This morning, Peloton released their Q3 2022 earnings data.
In it, Peloton reported bigger than expected losses for the quarter. They reported a loss of $2.27 per share, while the consensus estimates had expected them to have a loss of $0.83 per share. Peloton’s revenue for the quarter was $964.3 million – lower than the consensus estimates of $972.9 million. This news has caused the stock price to drop 20% or more in pre-market trading.
Peloton’s new CEO Barry McCarthy called out a few areas he thought the company could improve going forward to help Peloton further drive their growth. This includes working more with 3rd party retailers (in the UK you can already find Peloton equipment in John Lewis showrooms, and in Australia they are available in David Jones showrooms). They also plan to utilize their digital app more to reach more subscribers that way. It also sounds like Peloton will continue to expand their One Peloton Club bike rental program, which is described as Fitness-as-a-Service (“FaaS”)

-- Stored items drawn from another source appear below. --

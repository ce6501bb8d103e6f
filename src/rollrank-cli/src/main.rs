mod cli;
mod commands;
mod config;
mod dispatch;

use anyhow::Result;
use clap::Parser;
use config::Config;
use tracing_subscriber::{layer::SubscriberExt, util::SubscriberInitExt};

use cli::*;

fn main() -> Result<()> {
    tracing_subscriber::registry()
        .with(
            tracing_subscriber::EnvFilter::try_from_default_env()
                .unwrap_or_else(|_| "rollrank=info,rollrank_cli=info".into()),
        )
        .with(tracing_subscriber::fmt::layer().with_writer(std::io::stderr))
        .init();

    let cli = Cli::parse();
    let config = Config::load()?;

    match cli.command {
        Commands::Generate {
            no_fetch,
            input,
            mapping_output,
            reduced_output,
            policy,
        } => {
            dispatch::dispatch_generate(
                &config,
                no_fetch,
                input,
                mapping_output,
                reduced_output,
                policy,
            )?;
        }

        Commands::Mapping {
            input,
            output,
            policy,
        } => {
            commands::generate::mapping(
                &input.unwrap_or_else(|| config.input()),
                &output.unwrap_or_else(|| config.mapping_output()),
                policy.unwrap_or_else(|| config.policy()),
            )?;
        }

        Commands::Reduce { input, output } => {
            commands::generate::reduce(
                &input.unwrap_or_else(|| config.input()),
                &output.unwrap_or_else(|| config.reduced_output()),
            )?;
        }

        Commands::Compress { input } => {
            commands::generate::compress(&input.unwrap_or_else(|| config.input()))?;
        }

        Commands::Query {
            stats,
            mapping,
            command,
        } => {
            dispatch::dispatch_query(&config, stats, mapping, command)?;
        }

        Commands::Configure {
            input,
            mapping_output,
            reduced_output,
            fetch_command,
            policy,
            show,
        } => {
            let update = commands::configure::ConfigUpdate {
                input,
                mapping_output,
                reduced_output,
                fetch_command,
                policy,
            };
            commands::configure::handle(update, show)?;
        }
    }

    Ok(())
}
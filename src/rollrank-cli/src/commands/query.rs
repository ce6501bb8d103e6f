//! Offline ranking queries against a statistics document

use crate::cli::QueryCommand;
use anyhow::{Context, Result};
use rollrank::{
    PerkRank, RankingEngine, RankingFilter, RatingTier, RollStatistics, StandardToEnhancedMap,
    TraitComboRank, WeaponRoll,
};
use std::fs;
use std::path::Path;

/// Build an engine from a statistics file and an optional mapping file
pub fn load_engine(stats_path: &Path, mapping_path: Option<&Path>) -> Result<RankingEngine> {
    let bytes = fs::read(stats_path)
        .with_context(|| format!("Failed to read statistics from {}", stats_path.display()))?;
    let stats = RollStatistics::from_slice(&bytes)
        .with_context(|| format!("Invalid statistics document {}", stats_path.display()))?;

    let mapping = match mapping_path {
        Some(path) => StandardToEnhancedMap::load(path)
            .with_context(|| format!("Failed to load mapping from {}", path.display()))?,
        None => StandardToEnhancedMap::new(),
    };

    tracing::debug!(mappings = mapping.len(), "Loaded ranking engine");
    Ok(RankingEngine::new(stats, mapping))
}

fn load_roll(path: &Path) -> Result<WeaponRoll> {
    let contents = fs::read_to_string(path)
        .with_context(|| format!("Failed to read roll from {}", path.display()))?;
    serde_json::from_str(&contents).with_context(|| format!("Invalid roll JSON in {}", path.display()))
}

/// Handle the query command
pub fn handle(engine: &RankingEngine, command: QueryCommand) -> Result<()> {
    match command {
        QueryCommand::Perk { weapon, perk } => {
            print_perk_rank("Perk", perk, engine.get_perk_rank(weapon, perk).as_ref());
        }
        QueryCommand::Mw { weapon, perk } => {
            print_perk_rank("Masterwork", perk, engine.get_mw_rank(weapon, perk).as_ref());
        }
        QueryCommand::Combo {
            weapon,
            perk_a,
            perk_b,
        } => print_combo(engine.get_trait_combo_rank(weapon, perk_a, perk_b).as_ref()),
        QueryCommand::Review { weapon } => review(engine, weapon),
        QueryCommand::Weapon { weapon, perks, mw } => {
            let data = engine.get_weapon_data(weapon, &perks, mw);
            println!("{}", serde_json::to_string_pretty(&data)?);
        }
        QueryCommand::TopCombos { weapon, limit } => top_combos(engine, weapon, limit),
        QueryCommand::Best { weapon, a, b } => match engine.best_trait_combo(weapon, &a, &b) {
            Some(best) => {
                println!("Plug {} + {}", best.perk_a, best.perk_b);
                print_combo(Some(&best.combo));
            }
            None => println!("No ranked combo among the candidates"),
        },
        QueryCommand::Appraise { roll } => appraise(engine, &load_roll(&roll)?)?,
        QueryCommand::Filter { roll, filters } => {
            let roll = load_roll(&roll)?;
            let parsed = filters
                .iter()
                .map(|text| {
                    text.parse::<RankingFilter>()
                        .map(|filter| (text, filter))
                        .with_context(|| format!("Bad filter '{}'", text))
                })
                .collect::<Result<Vec<_>>>()?;

            for (text, filter) in parsed {
                let verdict = if filter.matches(engine, &roll) { "match" } else { "no match" };
                println!("{:<24} {}", text, verdict);
            }
        }
    }

    Ok(())
}

fn print_perk_rank(label: &str, perk: u32, rank: Option<&PerkRank>) {
    let Some(rank) = rank else {
        println!("No ranking for {} {}", label.to_lowercase(), perk);
        return;
    };

    println!("{:<12} {}", label, perk);
    println!("{:<12} {}", "Rank", rank.rank);
    println!("{:<12} {}", "Count", rank.count);
    println!("{:<12} {}", "Column", rank.column);
    if let Some(enhanced) = rank.perk_enhanced_hash {
        println!("{:<12} {}", "Enhanced", enhanced);
    }
}

fn print_combo(combo: Option<&TraitComboRank>) {
    let Some(combo) = combo else {
        println!("No ranking for that combo");
        return;
    };

    println!(
        "Tier {} (entry {} of tier), {} users",
        combo.rank,
        combo.index_in_rank + 1,
        combo.count
    );
    println!("  {} + {}", combo.perk_a_hash, combo.perk_b_hash);
    if !combo.date_saved.is_empty() {
        println!("  Saved {}", combo.date_saved);
    }
}

fn review(engine: &RankingEngine, weapon: u32) {
    let Some(summary) = engine.get_review_summary(weapon) else {
        println!("No reviews for weapon {}", weapon);
        return;
    };

    println!("{:<10} {:>6} {:<10}", "Mode", "Score", "Rating");
    println!("{}", "-".repeat(28));
    for (mode, average) in [
        ("PvE", summary.pve_average),
        ("PvP", summary.pvp_average),
        ("Overall", summary.overall_average),
    ] {
        println!(
            "{:<10} {:>6.2} {:<10}",
            mode,
            average,
            RatingTier::from_average(average).to_string()
        );
    }
    println!("\n{} reviews", summary.review_count);
}

fn top_combos(engine: &RankingEngine, weapon: u32, limit: usize) {
    let combos = engine.top_trait_combos(weapon, limit);
    if combos.is_empty() {
        println!("No trait combos for weapon {}", weapon);
        return;
    }

    println!("{:<6} {:<12} {:<12} {:>8}", "Rank", "Perk A", "Perk B", "Count");
    println!("{}", "-".repeat(41));
    for combo in combos {
        println!(
            "{:<6} {:<12} {:<12} {:>8}",
            combo.rank, combo.perk_a_hash, combo.perk_b_hash, combo.count
        );
    }
}

fn appraise(engine: &RankingEngine, roll: &WeaponRoll) -> Result<()> {
    if !engine.has_data_for_weapon(roll.item_hash) {
        println!("No ranking data for weapon {}", roll.item_hash);
        return Ok(());
    }

    let data = engine.appraise(roll);
    println!("{}", serde_json::to_string_pretty(&data)?);

    let changes = engine.best_perks(roll);
    if !changes.is_empty() {
        println!("\nSuggested trait changes:");
        for change in changes {
            let current = change
                .current
                .map_or_else(|| "-".to_string(), |h| h.to_string());
            println!("  column {}: {} -> {}", change.column, current, change.best);
        }
    }

    Ok(())
}

#[cfg(test)]
mod tests {
    use super::*;
    use serde_json::json;

    fn stats_file(dir: &Path) -> std::path::PathBuf {
        let path = dir.join("stats.json");
        let stats = json!({
            "PerkStats": {"1": [[{"PerkHash": 100, "Rank": 1, "Count": 4}]]},
            "TraitStats": {"1": [{"Perk4Hash": 100, "Perk5Hash": 300, "Count": 2, "Show": true}]},
            "ReviewSummary": {"1": {"ReviewCount": 2, "PVEAvg": 4.5, "PVPAvg": 2.5, "OverallAvg": 3.5}}
        });
        fs::write(&path, stats.to_string()).unwrap();
        path
    }

    #[test]
    fn test_load_engine_with_mapping() {
        let temp_dir = tempfile::tempdir().unwrap();
        let stats = stats_file(temp_dir.path());
        let mapping_path = temp_dir.path().join("mapping.json");
        fs::write(&mapping_path, r#"{"100": "200"}"#).unwrap();

        let engine = load_engine(&stats, Some(&mapping_path)).unwrap();
        assert_eq!(engine.get_perk_rank(1, 200).unwrap().rank, 1);
        assert_eq!(engine.get_trait_combo_rank(1, 100, 300).unwrap().rank, 1);
    }

    #[test]
    fn test_load_engine_missing_stats() {
        let temp_dir = tempfile::tempdir().unwrap();
        assert!(load_engine(&temp_dir.path().join("nope.json"), None).is_err());
    }

    #[test]
    fn test_handle_queries() {
        let temp_dir = tempfile::tempdir().unwrap();
        let engine = load_engine(&stats_file(temp_dir.path()), None).unwrap();

        let roll_path = temp_dir.path().join("roll.json");
        fs::write(
            &roll_path,
            r#"{"itemHash": 1, "columns": [{}, {}, {"plugged": 100, "options": [100]}, {"plugged": 300}]}"#,
        )
        .unwrap();

        handle(&engine, QueryCommand::Review { weapon: 1 }).unwrap();
        handle(&engine, QueryCommand::TopCombos { weapon: 1, limit: 5 }).unwrap();
        handle(&engine, QueryCommand::Appraise { roll: roll_path.clone() }).unwrap();
        handle(
            &engine,
            QueryCommand::Filter {
                roll: roll_path.clone(),
                filters: vec!["comborank:1".to_string()],
            },
        )
        .unwrap();
        assert!(handle(
            &engine,
            QueryCommand::Filter {
                roll: roll_path,
                filters: vec!["bogus:1".to_string()],
            },
        )
        .is_err());
    }
}
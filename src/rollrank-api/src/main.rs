//! Roll ranking API server

use std::path::PathBuf;
use std::sync::Arc;

use anyhow::{bail, Context};
use clap::Parser;
use rollrank::{EngineLoader, FileStatsSource, HttpStatsSource, StandardToEnhancedMap};
use rollrank_api::{router, AppState, StatsOrigin, ASSETS_ROUTE};
use tower_http::{
    cors::{Any, CorsLayer},
    trace::TraceLayer,
};
use tracing_subscriber::{layer::SubscriberExt, util::SubscriberInitExt};

// =============================================================================
// CLI
// =============================================================================

#[derive(Parser)]
#[command(name = "rollrank-api")]
#[command(about = "API server for weapon roll ranking queries")]
struct Cli {
    #[command(subcommand)]
    command: Command,
}

#[derive(clap::Subcommand)]
enum Command {
    /// Start the API server
    Serve {
        /// Port to listen on
        #[arg(short, long, default_value = "3040")]
        port: u16,

        /// Bind address
        #[arg(short, long, default_value = "0.0.0.0")]
        bind: String,

        /// Fetch the statistics document from this URL
        #[arg(long, env = "ROLLRANK_STATS_URL", conflicts_with = "stats_file")]
        stats_url: Option<String>,

        /// Read the statistics document from this file
        #[arg(long, env = "ROLLRANK_STATS_FILE")]
        stats_file: Option<PathBuf>,

        /// Standard -> enhanced perk mapping file
        #[arg(short, long)]
        mapping: Option<PathBuf>,

        /// Directory served under /backend/light (statistics document and its .br)
        #[arg(long)]
        assets: Option<PathBuf>,
    },
}

// =============================================================================
// Main
// =============================================================================

#[tokio::main]
async fn main() -> anyhow::Result<()> {
    let cli = Cli::parse();

    match cli.command {
        Command::Serve {
            port,
            bind,
            stats_url,
            stats_file,
            mapping,
            assets,
        } => {
            tracing_subscriber::registry()
                .with(
                    tracing_subscriber::EnvFilter::try_from_default_env()
                        .unwrap_or_else(|_| "rollrank=info,rollrank_api=info,tower_http=debug".into()),
                )
                .with(tracing_subscriber::fmt::layer())
                .init();

            let source = match (stats_url, stats_file) {
                (Some(url), _) => StatsOrigin::Http(HttpStatsSource::new(url)),
                (None, Some(path)) => StatsOrigin::File(FileStatsSource::new(path)),
                (None, None) => bail!("One of --stats-url or --stats-file is required"),
            };

            let mapping = match mapping {
                Some(path) => StandardToEnhancedMap::load(&path)
                    .with_context(|| format!("Failed to load mapping from {}", path.display()))?,
                None => {
                    tracing::warn!("No mapping file given, enhanced perks will not fall back");
                    StandardToEnhancedMap::new()
                }
            };
            tracing::info!("Loaded {} perk mappings", mapping.len());

            let state = Arc::new(AppState {
                loader: EngineLoader::new(source, mapping),
            });

            // Start loading now; requests arriving meanwhile wait on the same load
            let warm = state.clone();
            tokio::spawn(async move {
                warm.loader.get().await;
            });

            let cors = CorsLayer::new()
                .allow_origin(Any)
                .allow_methods(Any)
                .allow_headers(Any);

            let app = router(state, assets.as_deref())
                .layer(cors)
                .layer(TraceLayer::new_for_http());

            let bind_addr = format!("{}:{}", bind, port);
            tracing::info!("Starting server on {}", bind_addr);
            if let Some(dir) = &assets {
                tracing::info!("Serving {} at {}", dir.display(), ASSETS_ROUTE);
            }

            let listener = tokio::net::TcpListener::bind(&bind_addr).await?;
            axum::serve(listener, app).await?;
        }
    }

    Ok(())
}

In the months ahead you’ll see us evolve our go-to-market strategy to grow faster. One new initiative includes broadening our distribution to third party retailers. Another involves rethinking the value proposition of our digital app to drive significantly more top of marketing funnel growth. A third initiative involves expanding our international markets. And fourth, we continue to test and broaden the roll out of Fitness-as-a-Service (“FaaS”). FaaS is a rental program that combines the cost of connected fitness hardware and our All-Access subscription service into one low monthly fee. We’ve tested different price points in order to understand the interplay of consumer demand and ROI, which is a function of variables like CAC, churn, return rates, and buy out rates. To date we’ve seen steady increases in growth (on the order of 90%+ uplift currently) compared to our control markets, and we are broadening the size of our test markets as we continue testing different consumer offers.
He also notes that Peloton plans to expand their international markets. Peloton’s most recent new market launch was in Australia, where they officially launched in July 2021.
Peloton did report that they hit 7.0 million subscribers this quarter. In the earnings report, Barry stated he also believes, like John Foley did, that Peloton can eventually have 100 million subscribers.
My goal for Peloton is to become a global connected fitness platform with 100 million Members. That’s equivalent to roughly half the world’s global gym memberships. It’s a long, long way from where we sit today. But we sit at the epicenter of technology enabled fitness, a long-term secular growth trend. Who doesn’t want to live a healthier, happier, longer life? We will share more about how we plan to participate in that growth in the months and years ahead.
The average number of workouts per month per subscriber increased this quarter to 18.8. Last quarter it had been 15.5.
Peloton did not state in the letter when the Peloton Tread+ might be available for sale again. They did note that they are seeing “higher than anticipated Tread+ returns”
With these losses, and amid reports Peloton was looking for new minority investors, Peloton also reported they had secured $750 in new debt financing
We finished the quarter with $879 million in unrestricted cash and cash equivalents, which leaves us thinly capitalized for a business of our scale. Earlier this week we took steps to strengthen our balance sheet by signing a binding commitment letter with JP Morgan and Goldman Sachs to borrow $750 million in 5-year term debt. I want to thank everyone involved for their hard work in completing this important financing and look forward to reporting on our progress in reshaping Peloton’s business in the quarters ahead. As we begin to sell down our excess inventory, the current cash flow headwind should become a tailwind in FY23. Our goal is to restore the business to positive free cash flow in FY23.
Peloton also shared that they expected next quarters results to be lower than they initially forecasted back in February.
Our Q4 outlook reflects softer demand vs. our February forecast, partially offset by accelerated sales we’ve seen as a result of our recent hardware price reductions. Our Q4 ending CF subscriber forecast of approximately 2.98 million incorporates a modest negative impact from our Subscription pricing increase starting June 1. As anticipated, we have seen a small increase to cancellations due to the Connected Fitness subscription price increase announcement, but we expect the impact to moderate as we progress through FY23. We forecast total revenue of $675 million to $700 million in Q4.
Barry also shared that the company also has too much inventory – but expects to eventually be able to sell all the bikes & Treads they have sitting in warehouses.
The balance sheet challenge has been managing inventory. We have too much for the current run rate of the business, and that inventory has consumed an enormous amount of cash, more than we expected, which has caused us to rethink our capital structure (more on this in a moment). Fortunately, the obsolescence risk is negligible, and we believe the inventory will sell eventually, so this is primarily a cash flow timing issue, not a structural issue.